Entries provided below:
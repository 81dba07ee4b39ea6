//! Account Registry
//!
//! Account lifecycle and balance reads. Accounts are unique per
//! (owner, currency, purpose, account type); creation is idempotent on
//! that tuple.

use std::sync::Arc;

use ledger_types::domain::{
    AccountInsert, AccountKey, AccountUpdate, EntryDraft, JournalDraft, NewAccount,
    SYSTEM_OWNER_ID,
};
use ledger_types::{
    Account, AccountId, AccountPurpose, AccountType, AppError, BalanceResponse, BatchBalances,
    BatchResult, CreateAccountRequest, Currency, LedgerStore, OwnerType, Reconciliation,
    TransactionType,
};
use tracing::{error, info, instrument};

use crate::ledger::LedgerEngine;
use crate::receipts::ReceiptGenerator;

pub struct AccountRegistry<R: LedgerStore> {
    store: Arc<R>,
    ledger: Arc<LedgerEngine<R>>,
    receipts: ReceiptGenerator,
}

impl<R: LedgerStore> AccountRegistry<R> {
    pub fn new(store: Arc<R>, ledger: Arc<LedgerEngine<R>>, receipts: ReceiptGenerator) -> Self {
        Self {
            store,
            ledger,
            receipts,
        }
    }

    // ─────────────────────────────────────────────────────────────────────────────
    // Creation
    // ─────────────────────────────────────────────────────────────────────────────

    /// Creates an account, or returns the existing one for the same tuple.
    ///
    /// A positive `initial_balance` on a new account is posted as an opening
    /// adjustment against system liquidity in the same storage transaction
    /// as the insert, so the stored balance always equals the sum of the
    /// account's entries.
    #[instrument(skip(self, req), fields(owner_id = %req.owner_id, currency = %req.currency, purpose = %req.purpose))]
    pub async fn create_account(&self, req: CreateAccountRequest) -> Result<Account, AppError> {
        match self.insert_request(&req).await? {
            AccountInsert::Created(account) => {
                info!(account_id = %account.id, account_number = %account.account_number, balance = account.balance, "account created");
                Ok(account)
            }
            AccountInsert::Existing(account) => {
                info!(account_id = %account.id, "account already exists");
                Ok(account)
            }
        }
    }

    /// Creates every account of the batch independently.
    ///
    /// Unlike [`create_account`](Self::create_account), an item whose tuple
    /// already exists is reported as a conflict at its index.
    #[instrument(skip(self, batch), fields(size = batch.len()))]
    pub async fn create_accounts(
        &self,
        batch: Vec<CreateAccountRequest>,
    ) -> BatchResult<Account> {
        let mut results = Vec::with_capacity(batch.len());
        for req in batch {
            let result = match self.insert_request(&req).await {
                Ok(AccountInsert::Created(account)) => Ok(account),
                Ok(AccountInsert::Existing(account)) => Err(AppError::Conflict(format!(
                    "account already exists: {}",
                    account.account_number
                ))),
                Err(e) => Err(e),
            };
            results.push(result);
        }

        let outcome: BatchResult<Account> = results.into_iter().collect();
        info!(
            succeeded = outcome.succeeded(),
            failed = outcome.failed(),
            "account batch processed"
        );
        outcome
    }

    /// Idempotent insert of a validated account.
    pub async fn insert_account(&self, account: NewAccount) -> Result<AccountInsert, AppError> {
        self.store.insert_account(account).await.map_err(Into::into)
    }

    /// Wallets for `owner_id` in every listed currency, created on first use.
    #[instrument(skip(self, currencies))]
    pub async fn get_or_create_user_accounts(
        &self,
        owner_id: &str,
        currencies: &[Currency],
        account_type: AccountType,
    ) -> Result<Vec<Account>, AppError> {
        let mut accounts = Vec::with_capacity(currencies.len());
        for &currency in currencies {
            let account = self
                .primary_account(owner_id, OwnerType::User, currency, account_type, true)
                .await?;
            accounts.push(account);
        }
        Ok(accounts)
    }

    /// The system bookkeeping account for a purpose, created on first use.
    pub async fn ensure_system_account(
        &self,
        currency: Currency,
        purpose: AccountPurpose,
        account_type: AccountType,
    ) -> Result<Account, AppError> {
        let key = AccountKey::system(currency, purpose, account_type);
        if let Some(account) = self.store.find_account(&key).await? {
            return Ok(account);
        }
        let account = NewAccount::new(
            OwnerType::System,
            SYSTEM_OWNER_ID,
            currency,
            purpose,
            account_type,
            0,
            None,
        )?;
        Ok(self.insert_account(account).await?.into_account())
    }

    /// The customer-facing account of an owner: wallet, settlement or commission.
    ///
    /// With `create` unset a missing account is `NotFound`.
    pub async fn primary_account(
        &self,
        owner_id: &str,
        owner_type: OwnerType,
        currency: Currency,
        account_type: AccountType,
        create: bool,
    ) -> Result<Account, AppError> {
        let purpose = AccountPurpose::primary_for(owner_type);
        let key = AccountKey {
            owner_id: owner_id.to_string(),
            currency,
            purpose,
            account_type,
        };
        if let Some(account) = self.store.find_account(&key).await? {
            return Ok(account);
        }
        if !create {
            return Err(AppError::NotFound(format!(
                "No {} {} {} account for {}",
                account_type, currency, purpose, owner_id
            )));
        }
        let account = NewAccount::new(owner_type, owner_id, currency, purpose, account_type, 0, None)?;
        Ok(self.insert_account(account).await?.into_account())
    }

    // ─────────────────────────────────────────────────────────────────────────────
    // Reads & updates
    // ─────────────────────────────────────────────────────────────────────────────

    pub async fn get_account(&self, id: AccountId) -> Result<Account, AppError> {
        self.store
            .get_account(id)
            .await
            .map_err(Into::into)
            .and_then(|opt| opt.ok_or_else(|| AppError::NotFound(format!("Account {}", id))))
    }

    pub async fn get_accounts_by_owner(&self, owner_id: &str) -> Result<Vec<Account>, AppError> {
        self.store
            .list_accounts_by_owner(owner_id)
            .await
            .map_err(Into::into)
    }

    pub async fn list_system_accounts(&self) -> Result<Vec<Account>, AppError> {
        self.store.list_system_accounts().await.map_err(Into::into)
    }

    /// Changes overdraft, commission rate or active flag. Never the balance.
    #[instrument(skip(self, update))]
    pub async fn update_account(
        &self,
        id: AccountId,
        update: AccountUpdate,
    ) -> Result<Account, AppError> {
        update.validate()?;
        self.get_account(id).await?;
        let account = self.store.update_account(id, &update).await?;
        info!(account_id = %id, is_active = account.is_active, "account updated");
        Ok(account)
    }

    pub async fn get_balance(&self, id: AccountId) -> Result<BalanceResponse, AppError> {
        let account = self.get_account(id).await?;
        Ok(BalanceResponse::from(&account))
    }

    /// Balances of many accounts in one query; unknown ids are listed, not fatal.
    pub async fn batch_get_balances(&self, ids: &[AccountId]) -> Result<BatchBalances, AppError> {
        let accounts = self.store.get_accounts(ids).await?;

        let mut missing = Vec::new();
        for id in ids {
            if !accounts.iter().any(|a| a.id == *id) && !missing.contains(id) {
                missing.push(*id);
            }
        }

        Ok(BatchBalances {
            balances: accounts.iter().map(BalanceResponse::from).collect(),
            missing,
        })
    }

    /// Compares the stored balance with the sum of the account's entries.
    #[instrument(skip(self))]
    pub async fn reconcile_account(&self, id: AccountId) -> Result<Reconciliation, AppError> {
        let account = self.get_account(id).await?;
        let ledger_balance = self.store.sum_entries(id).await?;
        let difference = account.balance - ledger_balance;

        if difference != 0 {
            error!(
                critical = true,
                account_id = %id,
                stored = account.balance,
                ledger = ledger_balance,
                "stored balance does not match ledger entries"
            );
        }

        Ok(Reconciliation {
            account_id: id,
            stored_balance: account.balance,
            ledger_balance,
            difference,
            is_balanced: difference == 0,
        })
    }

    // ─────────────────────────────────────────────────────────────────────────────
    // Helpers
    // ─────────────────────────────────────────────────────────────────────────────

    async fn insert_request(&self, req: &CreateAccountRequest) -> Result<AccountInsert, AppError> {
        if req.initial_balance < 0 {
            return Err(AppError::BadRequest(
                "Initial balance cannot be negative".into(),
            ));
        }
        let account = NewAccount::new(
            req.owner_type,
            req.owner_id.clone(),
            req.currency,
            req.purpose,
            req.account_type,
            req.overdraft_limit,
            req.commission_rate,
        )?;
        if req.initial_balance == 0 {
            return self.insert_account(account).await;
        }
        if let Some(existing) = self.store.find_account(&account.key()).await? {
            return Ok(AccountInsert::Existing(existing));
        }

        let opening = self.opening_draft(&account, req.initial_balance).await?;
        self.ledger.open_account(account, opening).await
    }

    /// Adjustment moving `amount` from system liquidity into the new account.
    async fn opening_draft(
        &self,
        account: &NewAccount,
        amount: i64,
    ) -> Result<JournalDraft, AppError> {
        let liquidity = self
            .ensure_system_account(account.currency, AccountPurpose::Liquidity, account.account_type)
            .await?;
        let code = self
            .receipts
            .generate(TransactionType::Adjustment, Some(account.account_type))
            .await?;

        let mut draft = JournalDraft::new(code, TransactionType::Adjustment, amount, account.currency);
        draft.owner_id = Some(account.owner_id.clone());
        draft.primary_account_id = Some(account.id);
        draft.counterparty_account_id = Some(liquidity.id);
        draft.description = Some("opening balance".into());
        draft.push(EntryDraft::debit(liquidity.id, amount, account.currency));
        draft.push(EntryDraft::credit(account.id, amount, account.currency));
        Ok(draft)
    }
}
End of Entries provided.
> [Aim of the task]: When the word "BatchResult" turns up on a line of the material above, copy that line.

> [Answer for this exercise]:
    BatchResult, CreateAccountRequest, Currency, LedgerStore, OwnerType, Reconciliation,
    ) -> BatchResult<Account> {
        let outcome: BatchResult<Account> = results.into_iter().collect();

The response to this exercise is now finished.